At the FMS 2019 Flash Summit, Toshiba and Marvell had jointly demonstrated an SSD that would connect directly to the Internet. Marvell is introducing the machine learning engine into SSD controller, enabling it to take over some inference from the CPU and GPU and process the data it holds internally without the need for a transfer exchange. Ethernet SSD, built-in a Marvell 88SN2400 converter, looks like a normal 2.5-inch U.2 or U.3 SSD, but in fact the transmission channel is two 25Gb Ethernet connections rather than four PCIe. On the hardware, Marvell uses a lot of data lines to connect SSDs to FPGAs, and the software is more mature.
Toshiba says the new product is ready for production and display an Aupera 2U Ethernet JBOF with 24 Internet-enabled SSDs inside, combined with a Marvell Ethernet switching ASIC. A typical NVMe JBOF is designed complicatedly in traditional way, which either uses a PCIe switch, an external PCIe data line connection to a nearby server, or uses one or two x86 server processors, some PCIe switches at home some RDMA Ethernet cards to support NVMeoF.

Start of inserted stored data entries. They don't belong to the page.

use crate::tracker::domain::{AccountProfile, MetricBlock};
use crate::tracker::scheme::{AccountMetrics, SchemeMeta};
use crate::tracker::table::{Cell, TrackerTable};
use chrono::NaiveDate;

const IDENTITY_COLUMNS: [&str; 11] = [
    "schemeId",
    "schemeName",
    "schemeType",
    "schemePeriodFrom",
    "schemePeriodTo",
    "mandatoryQualify",
    "account",
    "state",
    "salesOfficer",
    "region",
    "customerName",
];

const METRIC_COLUMNS: [&str; 6] = [
    "base1VolumeFinal",
    "base2VolumeFinal",
    "totalVolume",
    "base1ValueFinal",
    "base2ValueFinal",
    "totalValue",
];

const ADDITIONAL_META_COLUMNS: [&str; 3] = ["schemeName", "schemeType", "mandatoryQualify"];

/// Scheme-level metadata replicated into every row of the result.
#[derive(Debug, Clone)]
pub struct MainSchemeContext {
    pub scheme_id: String,
    pub meta: SchemeMeta,
    pub period_from: NaiveDate,
    pub period_to: NaiveDate,
}

/// The canonical column layout for a result carrying `additional_count`
/// additional schemes: main identity and metric block first, then one
/// contiguous `_p{i}` group per additional scheme in declared order.
pub fn canonical_columns(additional_count: usize) -> Vec<String> {
    let mut columns: Vec<String> = IDENTITY_COLUMNS
        .iter()
        .chain(METRIC_COLUMNS.iter())
        .map(|column| column.to_string())
        .collect();

    for index in 1..=additional_count {
        for column in ADDITIONAL_META_COLUMNS.iter().chain(METRIC_COLUMNS.iter()) {
            columns.push(format!("{column}_p{index}"));
        }
    }

    columns
}

/// Fuses the main-scheme metrics with the additional-scheme sub-results
/// into one wide row per account.
///
/// The main table establishes the row universe. A `None` sub-result (failed
/// or timed-out task) contributes zero numerics under the scheme's declared
/// metadata. A `None` main result collapses the whole table to its headers.
pub fn fuse(
    main: &MainSchemeContext,
    accounts: &[AccountProfile],
    main_metrics: Option<&AccountMetrics>,
    additional: &[(SchemeMeta, Option<AccountMetrics>)],
) -> TrackerTable {
    let mut table = TrackerTable::empty(canonical_columns(additional.len()));

    let Some(main_metrics) = main_metrics else {
        return table;
    };

    for profile in accounts {
        let mut row = Vec::with_capacity(table.columns.len());

        row.push(Cell::text(main.scheme_id.clone()));
        row.push(Cell::text(main.meta.name.clone()));
        row.push(Cell::text(main.meta.scheme_type.label()));
        row.push(Cell::text(main.period_from.format("%Y-%m-%d").to_string()));
        row.push(Cell::text(main.period_to.format("%Y-%m-%d").to_string()));
        row.push(Cell::text(main.meta.mandatory_qualify.label()));
        row.push(Cell::text(profile.account.clone()));
        row.push(Cell::text(profile.state.clone()));
        row.push(Cell::text(profile.sales_officer.clone()));
        row.push(Cell::text(profile.region.clone()));
        row.push(Cell::text(profile.customer_name.clone()));

        push_metric_cells(
            &mut row,
            main_metrics.get(&profile.account).copied().unwrap_or_default(),
        );

        for (meta, metrics) in additional {
            row.push(Cell::text(meta.name.clone()));
            row.push(Cell::text(meta.scheme_type.label()));
            row.push(Cell::text(meta.mandatory_qualify.label()));

            let block = metrics
                .as_ref()
                .and_then(|metrics| metrics.get(&profile.account).copied())
                .unwrap_or_default();
            push_metric_cells(&mut row, block);
        }

        table.push_row(row);
    }

    let canonical = canonical_columns(additional.len());
    table.reorder(&canonical)
}

fn push_metric_cells(row: &mut Vec<Cell>, block: MetricBlock) {
    row.push(Cell::Number(block.base1_volume));
    row.push(Cell::Number(block.base2_volume));
    row.push(Cell::Number(block.total_volume));
    row.push(Cell::Number(block.base1_value));
    row.push(Cell::Number(block.base2_value));
    row.push(Cell::Number(block.total_value));
}
use std::collections::{BTreeMap, BTreeSet};

/// Product-classification buckets a scheme may reference. Buckets outside
/// this set are ignored.
pub const PRODUCT_BUCKETS: [&str; 8] = [
    "grps",
    "skus",
    "materials",
    "categories",
    "otherGroups",
    "wandaGroups",
    "productNames",
    "thinnerGroups",
];

/// A scheme's `productData` object: bucket name to material identifiers.
#[derive(Debug, Clone, Default, PartialEq)]
pub struct ProductData {
    buckets: BTreeMap<String, Vec<String>>,
}

impl ProductData {
    pub fn new(buckets: BTreeMap<String, Vec<String>>) -> Self {
        Self { buckets }
    }

    pub fn from_bucket(bucket: &str, materials: &[&str]) -> Self {
        let mut buckets = BTreeMap::new();
        buckets.insert(
            bucket.to_string(),
            materials.iter().map(|m| m.to_string()).collect(),
        );
        Self { buckets }
    }

    /// Union of material identifiers across the known buckets.
    pub fn material_set(&self) -> BTreeSet<String> {
        let mut set = BTreeSet::new();
        for bucket in PRODUCT_BUCKETS {
            if let Some(materials) = self.buckets.get(bucket) {
                set.extend(materials.iter().cloned());
            }
        }
        set
    }
}

/// How a scheme's material set restricts the sales ledger. The main scheme
/// treats an empty set as "no filter"; additional schemes keep the empty set
/// and therefore match nothing.
#[derive(Debug, Clone, PartialEq)]
pub enum MaterialScope {
    All,
    Set(BTreeSet<String>),
}

impl MaterialScope {
    pub fn for_main_scheme(product_data: &ProductData) -> Self {
        let set = product_data.material_set();
        if set.is_empty() {
            Self::All
        } else {
            Self::Set(set)
        }
    }

    pub fn for_additional_scheme(product_data: &ProductData) -> Self {
        Self::Set(product_data.material_set())
    }

    pub fn matches(&self, material: &str) -> bool {
        match self {
            Self::All => true,
            Self::Set(set) => set.contains(material),
        }
    }
}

At the same time, Marvell also announced the native Ethernet/NVMe-OF SSD controller "88SS50000", replaced controller 88SS1098 internal PCIe module with two 25GbE, which can further reduce costs and save power consumption. The Ethernet SSD based on this controller is equipped with an 8TB capacity Toshiba 96-layer 3D TLC NAND flash and 128GB DDR4 cache.
In fact, at last year's FMS summit, Marvell announced an NVMe-Ethernet converter that allows an NVMe SSD to connect directly to the Ethernet network and access it via NVMeoF (NVMe over Fabric). But it was only a prototype, and the converter was placed between a standard U.2 SSD and an Ethernet base plate.
In fact, Marvell's controller was quite popular with consumers a long time ago. However, in recent years it has become a product that lot of SSD manufacturers can not cooperate, which not only related to the product architecture, but also related to the optimization of the product itself. Marvell’s cooperation with Toshiba will also be an opportunity to prove itself again this time.
In addition, because NAND flash prices have fallen for six quarters in a row, it is difficult for some companies to sustain this situation. The news that Lite-On is selling its storage business to Toshiba means that Pukot and LITE-ON SSD are going to become Toshiba's. This time Marvell teamed up with Toshiba and we look forward to the next combination with Marvell to product high-performance SSDs again.